The impact of its cloud strategy in the market is still to be determined, though. The company released a beta version of its HP public cloud earlier this year and Singh hinted at major news at the upcoming HP Discover event in Germany in early December, which could be when the company releases its products into general availability. But HP is in a crowded field. Oracle has refined its cloud strategy in recent months, while IBM and Google are betting big on the technology, too.
HP is taking a different approach built on open source, says Singh. While some have viewed HP's involvement in the OpenStack movement as a way for the company to leverage free open source code, Singh points out that HP has been one of the top contributors of code back to the project.
However, Gartner analyst Lydia Leong recently pointed out that much of the code contributed by big-name companies simply ensures their products and services integrate with OpenStack. Singh makes no qualms about HP's strategy in OpenStack. It's not a "theology," he says. "We're not here with OpenStack tattoos. We're here to leverage it as best we can. It's a means to an end of delivering a scalable cloud."

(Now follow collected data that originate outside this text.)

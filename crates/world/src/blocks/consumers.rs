//! Blocks that react to signal without emitting any.

use super::{BlockContext, Tickable};
use crate::block::{BlockKind, BlockState, POWERED};
use crate::redstone::{has_neighbor_signal, SignalContext, MAX_POWER};
use redwire_core::{Position, UpdateFlags};

/// Delay before a lamp that lost power goes dark.
pub const LAMP_OFF_DELAY: u32 = 4;

/// Lights as soon as it is powered and goes dark a few ticks after it is not.
#[derive(Debug, Clone, Copy, Default)]
pub struct Lamp;

impl Lamp {
    /// Re-check the lamp after a neighbor changed.
    pub fn neighbor_changed(&self, cx: &mut BlockContext<'_, '_>, state: BlockState, pos: Position) {
        let lit = state.get(POWERED);
        let powered = has_neighbor_signal(cx.level(), pos, SignalContext::EMITTING);
        if lit == powered {
            return;
        }
        if lit {
            if !cx.cascade.has_scheduled_tick(pos, BlockKind::Lamp) {
                cx.cascade.schedule_tick(pos, BlockKind::Lamp, LAMP_OFF_DELAY);
            }
        } else if cx.authorize(pos, 0, MAX_POWER) > 0 {
            cx.cascade.set_block(pos, state.with(POWERED, true), UpdateFlags::CLIENTS);
        }
    }
}

impl Tickable for Lamp {
    fn tick(&self, cx: &mut BlockContext<'_, '_>, state: BlockState, pos: Position) {
        if !state.get(POWERED) || has_neighbor_signal(cx.level(), pos, SignalContext::EMITTING) {
            return;
        }
        if cx.authorize(pos, MAX_POWER, 0) == 0 {
            cx.cascade.set_block(pos, state.with(POWERED, false), UpdateFlags::CLIENTS);
        }
    }
}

That end goal is HP's Converged Cloud. Billed as the company's answer to market-leading Amazon Web Services cloud, Singh says HP Converged Cloud is not a single product; it's a technology framework that incorporates public and private clouds, along with managed hosting for customers. It's an "umbrella strategy," Singh says.
It's analogous to converged infrastructure in which compute, storage and networking are packaged in an integrated design, but this time with cloud components. "Converged cloud, beyond the marketing buzzword, is similar," he says. "We think there is a set of key enabling forces that will bring together how cloud is delivered. You have to deal with solutions for private, public cloud and managed hosting."